| TASK BRIEF |
The line containing "at application startup" marks the end: quote every line from the start of the records below through it, word for word.

(Data items)
---

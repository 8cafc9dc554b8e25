// Metrics module for observability
// Registers descriptions for the counters, gauges and histograms the
// engine and janitor emit

use metrics::{describe_counter, describe_gauge, describe_histogram};

/// Initialize all metric descriptions
/// Should be called once at application startup
pub fn init_metrics() {
    // Task metrics
    describe_counter!("magpie_tasks_started_total", "Total number of download tasks started");
    describe_gauge!("magpie_active_tasks", "Number of download tasks currently running");
    describe_histogram!(
        "magpie_task_duration_seconds",
        "Download task duration in seconds"
    );

    // Per-image metrics
    describe_counter!(
        "magpie_images_downloaded_total",
        "Total number of images downloaded and archived"
    );
    describe_counter!(
        "magpie_images_failed_total",
        "Total number of images that failed to download or archive"
    );

    // Janitor metrics
    describe_counter!(
        "magpie_archives_cleaned_total",
        "Total number of expired archive files deleted"
    );

    tracing::info!("Metrics initialized");
}
//! Archive member naming
//!
//! Filenames for downloaded images are derived from the source URL and
//! sanitized before they are written into the ZIP archive.

use std::collections::HashSet;
use std::sync::LazyLock;

use url::Url;

/// Maximum length of a derived filename in characters
pub const MAX_FILENAME_LEN: usize = 200;

/// Fallback filename when a URL yields no usable path segment
pub const FALLBACK_FILENAME: &str = "file.jpg";

/// Characters outside this set are replaced with underscores
static UNSAFE_CHARS: LazyLock<regex::Regex> =
    LazyLock::new(|| regex::Regex::new(r"[^A-Za-z0-9._-]").expect("Invalid regex pattern"));

/// Replace unsafe filename characters with underscores and cap the length.
///
/// Empty input degrades to `"file"`. The output only contains ASCII
/// alphanumerics, dots, underscores, and hyphens.
///
/// # Examples
///
/// ```
/// use magpie_common::sanitize_filename;
///
/// assert_eq!(sanitize_filename("photo 01.jpg", 200), "photo_01.jpg");
/// assert_eq!(sanitize_filename("", 200), "file");
/// ```
pub fn sanitize_filename(name: &str, max_len: usize) -> String {
    let name = if name.is_empty() { "file" } else { name };
    let mut sanitized = UNSAFE_CHARS.replace_all(name, "_").into_owned();
    // All characters are ASCII after substitution, so byte truncation is safe
    if sanitized.len() > max_len {
        sanitized.truncate(max_len);
    }
    sanitized
}

/// Derive an archive member name from a URL.
///
/// The query string and fragment are dropped, the last path segment is
/// taken as the base name, `.jpg` is appended when the segment carries no
/// extension, and the result is sanitized. Inputs without a usable path
/// segment yield [`FALLBACK_FILENAME`].
///
/// # Examples
///
/// ```
/// use magpie_common::filename_from_url;
///
/// assert_eq!(
///     filename_from_url("https://cdn.example.com/2025_15378.jpg?sig=abc"),
///     "2025_15378.jpg"
/// );
/// assert_eq!(filename_from_url("https://example.com"), "file.jpg");
/// ```
pub fn filename_from_url(url: &str) -> String {
    let clean = url.split_once('?').map_or(url, |(head, _)| head);
    let clean = clean.split_once('#').map_or(clean, |(head, _)| head);

    // Relative inputs fail to parse as absolute URLs; their whole text is
    // treated as the path, matching how a lenient URL splitter behaves.
    let path = match Url::parse(clean) {
        Ok(parsed) => parsed.path().to_string(),
        Err(_) => clean.to_string(),
    };

    let segment = path.rsplit('/').next().unwrap_or_default();
    let mut basename = if segment.is_empty() {
        FALLBACK_FILENAME.to_string()
    } else {
        segment.to_string()
    };
    if !basename.contains('.') {
        basename.push_str(".jpg");
    }

    sanitize_filename(&basename, MAX_FILENAME_LEN)
}

/// Resolve a name collision by appending `_1`, `_2`, ... before the extension.
///
/// `"a.jpg"` taken twice yields `"a_1.jpg"` then `"a_2.jpg"`. Names without
/// an extension get the counter appended at the end.
pub fn unique_name(candidate: &str, taken: &HashSet<String>) -> String {
    if !taken.contains(candidate) {
        return candidate.to_string();
    }

    let (stem, ext) = split_stem_ext(candidate);
    let mut suffix = 1u32;
    loop {
        let next = if ext.is_empty() {
            format!("{}_{}", stem, suffix)
        } else {
            format!("{}_{}.{}", stem, suffix, ext)
        };
        if !taken.contains(&next) {
            return next;
        }
        suffix += 1;
    }
}

/// Split a filename at the last dot. Leading-dot names keep the dot in the
/// stem and carry no extension.
fn split_stem_ext(name: &str) -> (&str, &str) {
    match name.rsplit_once('.') {
        Some((stem, ext)) if !stem.is_empty() => (stem, ext),
        _ => (name, ""),
    }
}

#[cfg(test)]
mod tests {
    use super::*;

    fn taken(names: &[&str]) -> HashSet<String> {
        names.iter().map(|s| s.to_string()).collect()
    }

    #[test]
    fn test_sanitize_replaces_unsafe_chars() {
        assert_eq!(sanitize_filename("photo 01.jpg", 200), "photo_01.jpg");
        assert_eq!(sanitize_filename("a/b\\c.png", 200), "a_b_c.png");
        assert_eq!(sanitize_filename("snapshot(1).jpg", 200), "snapshot_1_.jpg");
        assert_eq!(sanitize_filename("ok-name_1.jpeg", 200), "ok-name_1.jpeg");
    }

    #[test]
    fn test_sanitize_empty_becomes_file() {
        assert_eq!(sanitize_filename("", 200), "file");
    }

    #[test]
    fn test_sanitize_caps_length() {
        let long = "a".repeat(500);
        let out = sanitize_filename(&long, MAX_FILENAME_LEN);
        assert_eq!(out.len(), MAX_FILENAME_LEN);
    }

    #[test]
    fn test_sanitize_multibyte_chars_become_underscores() {
        assert_eq!(sanitize_filename("图片.jpg", 200), "__.jpg");
    }

    #[test]
    fn test_filename_from_url_strips_query() {
        assert_eq!(
            filename_from_url("https://cdn.example.com/photos/2025_15378.jpg?Expires=123&sig=x"),
            "2025_15378.jpg"
        );
    }

    #[test]
    fn test_filename_from_url_strips_fragment() {
        assert_eq!(
            filename_from_url("https://example.com/a/pic.png#section"),
            "pic.png"
        );
    }

    #[test]
    fn test_filename_from_url_without_path() {
        assert_eq!(filename_from_url("https://example.com"), "file.jpg");
        assert_eq!(filename_from_url("https://example.com/dir/"), "file.jpg");
    }

    #[test]
    fn test_filename_from_url_adds_extension() {
        assert_eq!(filename_from_url("https://example.com/photo"), "photo.jpg");
    }

    #[test]
    fn test_filename_from_url_relative_input() {
        assert_eq!(filename_from_url("images/pic.png"), "pic.png");
        assert_eq!(filename_from_url("not a url"), "not_a_url.jpg");
    }

    #[test]
    fn test_filename_from_url_sanitizes_segment() {
        assert_eq!(
            filename_from_url("https://example.com/weird%20name.jpg"),
            "weird_20name.jpg"
        );
    }

    #[test]
    fn test_unique_name_no_collision() {
        assert_eq!(unique_name("a.jpg", &taken(&[])), "a.jpg");
    }

    #[test]
    fn test_unique_name_counts_up() {
        assert_eq!(unique_name("a.jpg", &taken(&["a.jpg"])), "a_1.jpg");
        assert_eq!(
            unique_name("a.jpg", &taken(&["a.jpg", "a_1.jpg"])),
            "a_2.jpg"
        );
    }

    #[test]
    fn test_unique_name_without_extension() {
        assert_eq!(unique_name("readme", &taken(&["readme"])), "readme_1");
    }

    #[test]
    fn test_unique_name_keeps_leading_dot_names_whole() {
        assert_eq!(unique_name(".hidden", &taken(&[".hidden"])), ".hidden_1");
    }

    #[test]
    fn test_unique_name_splits_on_last_dot() {
        assert_eq!(
            unique_name("a.tar.gz", &taken(&["a.tar.gz"])),
            "a.tar_1.gz"
        );
    }
}

#[cfg(test)]
mod prop_tests {
    use proptest::prelude::*;

    use super::*;

    proptest! {
        #[test]
        fn sanitized_output_stays_in_charset(name in ".*") {
            let out = sanitize_filename(&name, MAX_FILENAME_LEN);
            prop_assert!(!out.is_empty());
            prop_assert!(out.len() <= MAX_FILENAME_LEN);
            prop_assert!(
                out.bytes()
                    .all(|b| b.is_ascii_alphanumeric() || b == b'.' || b == b'_' || b == b'-')
            );
        }

        #[test]
        fn derived_filenames_are_always_safe(url in ".*") {
            let out = filename_from_url(&url);
            prop_assert!(!out.is_empty());
            prop_assert!(out.len() <= MAX_FILENAME_LEN);
            prop_assert!(
                out.bytes()
                    .all(|b| b.is_ascii_alphanumeric() || b == b'.' || b == b'_' || b == b'-')
            );
        }
    }
}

---

| ANSWER SECTION |
repository 8cafc9dc554b8e25
// Metrics module for observability
// Registers descriptions for the counters, gauges and histograms the
// engine and janitor emit

use metrics::{describe_counter, describe_gauge, describe_histogram};

/// Initialize all metric descriptions
/// Should be called once at application startup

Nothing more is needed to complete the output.